Mrs. Dasburg ostentaba una extraña personalidad. Sus manos se volvían más bellas en el teclado, eran el instrumento vivo que despertaba las notas breves y fugitivas, o el que las retenía serenas o trémulas el tiempo indispensable. Oyendo a Mrs. Dasburg pensé en lo acertado de la comparación entre la arquitectura y la música, en donde esta última se volvía en su desarrollo sonoro, sustancia matemática de tiempo detenido y estructurado.

En aquellas noches de Nuevo México, para mí en quien lo plástico tiene mayor alcance que lo musical, seguramente era más lo que veía que lo que escuchaba. Mrs. Dasburg al situarse en el piano acrecentaba su natural imperio y adquiría una irradiación magnética al lado de la música que nacía de sus manos. En tal grado estaba poseída de su interpretación que caía en un lúcido trance próximo a la locura, y al olvidarse de sí misma se presentaba tal como era. Encontraba en Mrs. Dasburg la alegoría real de la música, su más cabal personificación, y ésta, que por esencia es imponderable, se me hacía tangible en la figura de la artista. Sus movimientos al ejecutar encontraban su forma espontánea al surgir de la intensidad de su emoción y del dominio de su técnica.

Como todos, la felicitaba al salir. Una noche estando ya en la puerta a medio despedirnos, le manifesté mi entusiasmo por su interpretación de Bach. Mrs. Dasburg cordialmente nos invitó a pasar de nuevo para ejecutar otra vez la obra. Nunca me había parecido Bach tan solemne: era como si la música fuera creando una arquitectura de altas bóvedas, en la que ella misma, habitándolas, albergara su propia resonancia.

Todavía en los conciertos, evocada por la música, surge la figura alta de Mrs. Dasburg con sus hermosos brazos y su altiva mirada.
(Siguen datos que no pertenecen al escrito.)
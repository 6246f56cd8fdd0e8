use super::{Breakdown, Measure, count_by, mean_by};
use crate::model::WeatherCondition;
use crate::schema::FactRow;
use crate::stats::{EqualWidthBins, mean, pearson};
use serde::Serialize;
use std::collections::BTreeMap;

const IMPACT_BINS: usize = 5;

#[derive(Debug, Clone, PartialEq, Serialize)]
pub struct WeatherKpis {
    /// Mean surge multiplier per weather condition.
    pub weather_surge_frequency: Breakdown,
    /// Mean rain surge over mean clear surge; zero when either is unobserved.
    pub rain_vs_clear_multiplier: Measure,
    /// Trips per weather condition.
    pub weather_demand_correlation: BTreeMap<String, usize>,
    pub precipitation_impact: Vec<BinSummary>,
    pub temperature_price_correlation: Measure,
    pub visibility_impact: Vec<BinSummary>,
    /// Mean surge during thunderstorms; zero when none were observed.
    pub storm_revenue_boost: f64,
}

/// One non-empty equal-width bin of a weather measure.
#[derive(Debug, Clone, PartialEq, Serialize)]
pub struct BinSummary {
    pub range: String,
    pub trips: usize,
    pub avg_surge_multiplier: f64,
}

pub fn compute(fact: &[FactRow]) -> WeatherKpis {
    let surge_of = |condition: WeatherCondition| -> Vec<f64> {
        fact.iter()
            .filter(|r| r.weather_condition == condition)
            .map(|r| r.surge_multiplier)
            .collect()
    };
    let rain = mean(&surge_of(WeatherCondition::Rain));
    let clear = mean(&surge_of(WeatherCondition::Clear));
    let rain_vs_clear_multiplier = match (rain, clear) {
        (Measure::Value(rain), Measure::Value(clear)) => Measure::ratio(rain, clear),
        _ => Measure::Value(0.0),
    };

    let temperatures: Vec<f64> = fact.iter().map(|r| r.temperature).collect();
    let prices: Vec<f64> = fact.iter().map(|r| r.final_price).collect();

    WeatherKpis {
        weather_surge_frequency: mean_by(
            fact,
            |r| r.weather_condition.to_string(),
            |r| r.surge_multiplier,
        ),
        rain_vs_clear_multiplier,
        weather_demand_correlation: count_by(fact, |r| r.weather_condition.to_string()),
        precipitation_impact: binned(fact, |r| r.precipitation),
        temperature_price_correlation: pearson(&temperatures, &prices),
        visibility_impact: binned(fact, |r| r.visibility),
        storm_revenue_boost: mean(&surge_of(WeatherCondition::Thunderstorm)).or_zero(),
    }
}

/// Splits rides into equal-width bins of `value` and summarizes the non-empty
/// ones in ascending bin order.
pub fn binned(fact: &[FactRow], value: impl Fn(&FactRow) -> f64) -> Vec<BinSummary> {
    let values: Vec<f64> = fact.iter().map(&value).collect();
    let Some(bins) = EqualWidthBins::new(&values, IMPACT_BINS) else {
        return Vec::new();
    };

    let mut totals = vec![(0usize, 0.0f64); bins.len()];
    for (row, v) in fact.iter().zip(&values) {
        if let Some(i) = bins.index_of(*v) {
            totals[i].0 += 1;
            totals[i].1 += row.surge_multiplier;
        }
    }

    totals
        .into_iter()
        .enumerate()
        .filter(|(_, (trips, _))| *trips > 0)
        .map(|(i, (trips, surge))| BinSummary {
            range: bins.label(i),
            trips,
            avg_surge_multiplier: surge / trips as f64,
        })
        .collect()
}

#[cfg(test)]
mod tests {
    use super::*;
    use crate::kpi::test_support::*;

    fn weather_mix() -> Vec<FactRow> {
        vec![
            with_weather(fact("R1", 8, 100.0, 100.0, 5.0), "Clear", 1.0),
            with_weather(fact("R2", 9, 100.0, 120.0, 5.0), "Clear", 1.2),
            with_weather(fact("R3", 10, 100.0, 180.0, 5.0), "Rain", 1.8),
            with_weather(fact("R4", 11, 100.0, 200.0, 5.0), "Rain", 2.0),
        ]
    }

    #[test]
    fn test_rain_vs_clear_multiplier() {
        let kpis = compute(&weather_mix());
        assert!(approx(kpis.rain_vs_clear_multiplier, 1.9 / 1.1));
        assert_eq!(kpis.weather_demand_correlation["Rain"], 2);
        assert!((kpis.weather_surge_frequency["Clear"] - 1.1).abs() < 1e-9);
    }

    #[test]
    fn test_rain_vs_clear_zero_without_rain() {
        let kpis = compute(&three_rides());
        assert_eq!(kpis.rain_vs_clear_multiplier, Measure::Value(0.0));
        assert_eq!(kpis.storm_revenue_boost, 0.0);
    }

    #[test]
    fn test_storm_revenue_boost() {
        let mut fact = weather_mix();
        fact.push(with_weather(fact[0].clone(), "Thunderstorm", 2.4));
        assert_eq!(compute(&fact).storm_revenue_boost, 2.4);
    }

    #[test]
    fn test_precipitation_bins_report_only_observed_ranges() {
        let mut fact = weather_mix();
        for (row, mm) in fact.iter_mut().zip([0.0, 0.0, 4.0, 10.0]) {
            row.precipitation = mm;
        }
        let bins = compute(&fact).precipitation_impact;

        assert_eq!(bins.len(), 3);
        assert_eq!(bins[0].trips, 2);
        assert!((bins[0].avg_surge_multiplier - 1.1).abs() < 1e-9);
        assert_eq!(bins[2].range, "(8.00, 10.00]");
        assert_eq!(bins.iter().map(|b| b.trips).sum::<usize>(), 4);
    }

    #[test]
    fn test_temperature_correlation() {
        let mut fact = weather_mix();
        for (row, t) in fact.iter_mut().zip([20.0, 24.0, 28.0, 32.0]) {
            row.temperature = t;
        }
        let r = compute(&fact).temperature_price_correlation.value().unwrap();
        assert!(r > 0.9);
    }

    #[test]
    fn test_empty_bins() {
        assert!(binned(&[], |r| r.visibility).is_empty());
    }
}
En uno de los tes que daba en su casa Miss Pauline Harper, le contaba que después de mi llegada a Nueva York, en los días en que todavía no había entrado el horrible calor del verano, me fui con mi cartapacio de dibujos y grabados donde Alfred Stieglitz en "The American Place".
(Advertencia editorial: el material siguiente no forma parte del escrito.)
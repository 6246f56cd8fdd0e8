//! KPI catalog computed from the fact table.
//!
//! Each category is an independent pure reduction over the same immutable
//! fact rows and returns its own record. [`KpiCatalog::compute`] composes
//! them; serialized, the catalog is one flat object of metric name to value.
//!
//! Zero or undefined denominators resolve to [`Measure::Undefined`] unless a
//! metric documents a zero fallback.

pub mod business;
pub mod geographic;
pub mod operational;
pub mod revenue;
pub mod strategic;
pub mod temporal;
pub mod weather;

pub use crate::measure::Measure;
pub use business::BusinessKpis;
pub use geographic::GeographicKpis;
pub use operational::OperationalKpis;
pub use revenue::RevenueKpis;
pub use strategic::StrategicKpis;
pub use temporal::TemporalKpis;
pub use weather::WeatherKpis;

use crate::config::PipelineConfig;
use crate::schema::FactRow;
use crate::stats::group_by;
use serde::Serialize;
use std::cmp::Ordering;
use std::collections::BTreeMap;
use std::hash::Hash;

/// Scalar breakdown keyed by a categorical value.
pub type Breakdown = BTreeMap<String, f64>;

#[derive(Debug, Clone, PartialEq, Serialize)]
pub struct KpiCatalog {
    #[serde(flatten)]
    pub revenue: RevenueKpis,
    #[serde(flatten)]
    pub operational: OperationalKpis,
    #[serde(flatten)]
    pub temporal: TemporalKpis,
    #[serde(flatten)]
    pub weather: WeatherKpis,
    #[serde(flatten)]
    pub geographic: GeographicKpis,
    #[serde(flatten)]
    pub business: BusinessKpis,
    #[serde(flatten)]
    pub strategic: StrategicKpis,
}

impl KpiCatalog {
    #[tracing::instrument(skip_all, fields(rows = fact.len()))]
    pub fn compute(fact: &[FactRow], config: &PipelineConfig) -> Self {
        KpiCatalog {
            revenue: revenue::compute(fact),
            operational: operational::compute(fact),
            temporal: temporal::compute(fact),
            weather: weather::compute(fact),
            geographic: geographic::compute(fact, config),
            business: business::compute(fact, config),
            strategic: strategic::compute(fact, config),
        }
    }
}

/// A key and its score in a ranked list.
#[derive(Debug, Clone, PartialEq, Serialize)]
pub struct Ranked {
    pub key: String,
    pub value: f64,
}

/// Sorts descending by value and keeps the first `n`.
///
/// The sort is stable, so ties keep the input order; callers pass groups in
/// first-encountered order, which makes ties break by first-encountered key.
pub fn top_n(mut entries: Vec<Ranked>, n: usize) -> Vec<Ranked> {
    entries.sort_by(|a, b| b.value.partial_cmp(&a.value).unwrap_or(Ordering::Equal));
    entries.truncate(n);
    entries
}

pub(crate) fn sum_by<K, F, V>(fact: &[FactRow], key: F, value: V) -> BTreeMap<K, f64>
where
    K: Ord,
    F: Fn(&FactRow) -> K,
    V: Fn(&FactRow) -> f64,
{
    let mut sums = BTreeMap::new();
    for row in fact {
        *sums.entry(key(row)).or_insert(0.0) += value(row);
    }
    sums
}

pub(crate) fn count_by<K, F>(fact: &[FactRow], key: F) -> BTreeMap<K, usize>
where
    K: Ord,
    F: Fn(&FactRow) -> K,
{
    let mut counts = BTreeMap::new();
    for row in fact {
        *counts.entry(key(row)).or_insert(0) += 1;
    }
    counts
}

/// Mean of `value` per key. Every group is non-empty, so every mean is defined.
pub(crate) fn mean_by<K, F, V>(fact: &[FactRow], key: F, value: V) -> BTreeMap<K, f64>
where
    K: Ord + Clone,
    F: Fn(&FactRow) -> K,
    V: Fn(&FactRow) -> f64,
{
    let sums = sum_by(fact, &key, &value);
    let counts = count_by(fact, &key);
    sums.into_iter()
        .map(|(k, sum)| {
            let n = counts.get(&k).copied().unwrap_or(1);
            (k, sum / n as f64)
        })
        .collect()
}

/// Groups rows by key in first-encountered order and scores each group.
pub(crate) fn ranked_groups<K, F, S>(fact: &[FactRow], key: F, score: S) -> Vec<Ranked>
where
    K: Eq + Hash + Clone + ToString,
    F: Fn(&FactRow) -> K,
    S: Fn(&[&FactRow]) -> Option<f64>,
{
    group_by(fact, key)
        .into_iter()
        .filter_map(|(k, rows)| {
            score(&rows).map(|value| Ranked {
                key: k.to_string(),
                value,
            })
        })
        .collect()
}

pub(crate) fn mean_of(fact: &[FactRow], value: impl Fn(&FactRow) -> f64) -> Measure {
    let total: f64 = fact.iter().map(value).sum();
    Measure::ratio(total, fact.len() as f64)
}

pub(crate) fn share_of(fact: &[FactRow], predicate: impl Fn(&FactRow) -> bool) -> Measure {
    let hits = fact.iter().filter(|r| predicate(r)).count();
    Measure::ratio(hits as f64, fact.len() as f64)
}

pub(crate) fn total_revenue(fact: &[FactRow]) -> f64 {
    fact.iter().map(|r| r.final_price).sum()
}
Salió él a abrirme la puerta con su sobretodo pues¬to y después de leer la carta de presentación que traía, me dijo:

—Si yo tuviera que ver todas las pinturas que me traen, no tendría tiempo ni para eso; pero por venir usted de parte de Miss Brett y la señora de Lawrence, me ocuparé de sus obras.
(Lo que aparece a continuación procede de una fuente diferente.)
//! Star-schema decomposition of the ride table.
//!
//! One fact table references six independent dimensions. Every dimension is
//! built once from the immutable ride collection and holds exactly one row
//! per distinct natural key; duplicate keys are resolved at construction
//! time by keeping the first-encountered row.

pub mod fact;
pub mod hour;
pub mod route;
pub mod time;
pub mod vehicle;
pub mod weather;

pub use fact::{FactRow, build_fact_table};
pub use hour::{HourRow, build_hour_dimension};
pub use route::{LocationRow, RouteRow, build_location_dimension, build_route_dimension};
pub use time::{TimeRow, build_time_dimension};
pub use vehicle::{VehicleRow, build_vehicle_dimension};
pub use weather::{WeatherRow, build_weather_dimension};

use crate::config::PipelineConfig;
use crate::model::RideRecord;
use std::collections::HashSet;
use tracing::{info, warn};

#[derive(Debug, Clone, PartialEq)]
pub struct StarSchema {
    pub fact: Vec<FactRow>,
    pub time: Vec<TimeRow>,
    pub hour: Vec<HourRow>,
    pub vehicle: Vec<VehicleRow>,
    pub weather: Vec<WeatherRow>,
    pub route: Vec<RouteRow>,
    pub location: Vec<LocationRow>,
}

impl StarSchema {
    #[tracing::instrument(skip_all, fields(rides = rides.len()))]
    pub fn build(rides: &[RideRecord], config: &PipelineConfig) -> Self {
        let schema = StarSchema {
            fact: build_fact_table(rides, config.minutes_per_km),
            time: build_time_dimension(rides.iter().map(|r| r.date), config),
            hour: build_hour_dimension(),
            vehicle: build_vehicle_dimension(rides.iter().map(|r| &r.vehicle_type)),
            weather: build_weather_dimension(rides),
            route: build_route_dimension(rides),
            location: build_location_dimension(rides),
        };

        info!(
            fact = schema.fact.len(),
            time = schema.time.len(),
            vehicle = schema.vehicle.len(),
            weather = schema.weather.len(),
            route = schema.route.len(),
            location = schema.location.len(),
            "Star schema built"
        );

        let orphans = schema.orphan_keys();
        if !orphans.is_empty() {
            warn!(?orphans, "Fact keys without a dimension row");
        }

        schema
    }

    /// Fact foreign keys that have no matching dimension row, as
    /// `(dimension, key)` pairs. Empty for a well-formed schema.
    pub fn orphan_keys(&self) -> Vec<(&'static str, String)> {
        let dates: HashSet<_> = self.time.iter().map(|r| r.date).collect();
        let hours: HashSet<_> = self.hour.iter().map(|r| r.hour).collect();
        let vehicles: HashSet<_> = self.vehicle.iter().map(|r| &r.vehicle_type).collect();
        let weather: HashSet<_> = self.weather.iter().map(|r| &r.weather_condition).collect();
        let routes: HashSet<_> = self.route.iter().map(|r| r.location_route_id.as_str()).collect();

        let mut orphans = Vec::new();
        let mut seen = HashSet::new();
        for row in &self.fact {
            let checks = [
                ("time", dates.contains(&row.date), row.date.to_string()),
                ("hour", hours.contains(&row.hour), row.hour.to_string()),
                (
                    "vehicle",
                    vehicles.contains(&row.vehicle_type),
                    row.vehicle_type.to_string(),
                ),
                (
                    "weather",
                    weather.contains(&row.weather_condition),
                    row.weather_condition.to_string(),
                ),
                (
                    "route",
                    routes.contains(row.location_route_id.as_str()),
                    row.location_route_id.clone(),
                ),
            ];
            for (dimension, found, key) in checks {
                if !found && seen.insert((dimension, key.clone())) {
                    orphans.push((dimension, key));
                }
            }
        }
        orphans
    }
}

#[cfg(test)]
pub(crate) mod test_support {
    use crate::categorize::Hour;
    use crate::measure::Measure;
    use crate::model::{RideRecord, VehicleType, WeatherCondition};
    use chrono::NaiveDate;

    /// A weekday bike ride from VIT Main Gate to Katpadi Station in clear
    /// weather with a four-minute wait.
    pub(crate) fn ride(id: &str, hour: i64, base: f64, final_price: f64, km: f64) -> RideRecord {
        let date = NaiveDate::from_ymd_opt(2024, 3, 11).unwrap();
        let hour = Hour::new(hour).unwrap();
        RideRecord {
            ride_id: id.to_string(),
            datetime: date.and_hms_opt(hour.get() as u32, 15, 0).unwrap(),
            date,
            hour,
            vehicle_type: VehicleType::Bike,
            from_location: "VIT Main Gate".to_string(),
            to_location: "Katpadi Station".to_string(),
            distance_km: km,
            base_price: base,
            final_price,
            surge_multiplier: if base > 0.0 { final_price / base } else { 1.0 },
            waiting_time_minutes: 4.0,
            price_premium_percent: Measure::ratio(final_price, base).map(|r| (r - 1.0) * 100.0),
            weather_condition: WeatherCondition::Clear,
            weather_main: Some("Clear".to_string()),
            weather_description: "clear sky".to_string(),
            temperature: 30.0,
            humidity: 55.0,
            precipitation: 0.0,
            wind_speed: 2.0,
            visibility: 10000.0,
            is_weekend: false,
            distance_category: None,
        }
    }
}

#[cfg(test)]
mod tests {
    use super::test_support::ride;
    use super::*;
    use crate::model::{VehicleType, WeatherCondition};
    use chrono::NaiveDate;
    use std::collections::HashSet;

    fn varied_rides() -> Vec<RideRecord> {
        let mut rides = vec![
            ride("R1", 8, 100.0, 120.0, 10.0),
            ride("R2", 14, 100.0, 100.0, 5.0),
            ride("R3", 18, 50.0, 90.0, 0.0),
            ride("R4", 23, 40.0, 40.0, 2.0),
        ];
        rides[1].vehicle_type = VehicleType::Cab;
        rides[1].weather_condition = WeatherCondition::Rain;
        rides[1].weather_description = "light rain".into();
        rides[2].weather_condition = WeatherCondition::Rain;
        rides[2].weather_description = "moderate rain".into();
        rides[3].date = NaiveDate::from_ymd_opt(2024, 3, 15).unwrap();
        rides[3].to_location = "CMC Hospital".into();
        rides
    }

    #[test]
    fn test_weather_dimension_unique_per_fact_condition() {
        let schema = StarSchema::build(&varied_rides(), &PipelineConfig::default());
        let fact_conditions: HashSet<_> =
            schema.fact.iter().map(|f| f.weather_condition.clone()).collect();
        assert_eq!(schema.weather.len(), fact_conditions.len());
    }

    #[test]
    fn test_referential_completeness() {
        let schema = StarSchema::build(&varied_rides(), &PipelineConfig::default());
        assert!(schema.orphan_keys().is_empty());
        assert_eq!(schema.time.len(), 5, "11th through 15th March");
        assert_eq!(schema.hour.len(), 24);
        assert_eq!(schema.vehicle.len(), 2);
        assert_eq!(schema.route.len(), 2);
        assert_eq!(schema.location.len(), 3);
    }

    #[test]
    fn test_orphan_keys_detected() {
        let mut schema = StarSchema::build(&varied_rides(), &PipelineConfig::default());
        schema.weather.retain(|w| w.weather_condition != WeatherCondition::Rain);
        assert_eq!(schema.orphan_keys(), vec![("weather", "Rain".to_string())]);
    }

    #[test]
    fn test_build_is_deterministic() {
        let rides = varied_rides();
        let config = PipelineConfig::default();
        assert_eq!(StarSchema::build(&rides, &config), StarSchema::build(&rides, &config));
    }

    #[test]
    fn test_empty_rides() {
        let schema = StarSchema::build(&[], &PipelineConfig::default());
        assert!(schema.fact.is_empty());
        assert!(schema.time.is_empty());
        assert_eq!(schema.hour.len(), 24);
        assert!(schema.orphan_keys().is_empty());
    }
}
A los tres días, como habíamos convenido, volví por mi cartapacio. Stieglitz salió con su mismo paso y su mismo sobretodo, y una vez que me hizo pasar, me dio algunas opiniones sobre mis dibujos y comenzó a lamentarse.

—Ahora durante la guerra ya nada es nada; el arte pasa a un lugar secundario. Yo estoy aquí cada vez más solo. Exhibo unos pocos pintores, pero que valen mucho.

Y me mostró algunos óleos de John Marín; uno era el mar con pájaros en la playa, cuadro hecho en blancos, que me gustó más que las acuarelas que había visto de él y por las que era conocido.

—Pero en realidad lo que tengo aquí son las pinturas de mi esposa, Georgia O'Keeffe. Le reprochan —me dijo Stieglitz, mostrándome uno de sus cuadros— que pinta flores más grandes que el tamaño natural. Ella contesta que lo hace por la mismo razón que el mar siendo tan grande, cabe en una tela de cincuenta por treinta pulgadas.

Stieglitz se volvió a quejar de la soledad del frío y de la indiferencia y tuve casi que consolarlo; por supuesto no podía hacer nada por mí. Tuve la impresión que el anciano ilustre pasaba por una crisis y estaba desconcertado.

—Sin embargo, no hay nada mejor que una vida difícil —me dijo al despedirse.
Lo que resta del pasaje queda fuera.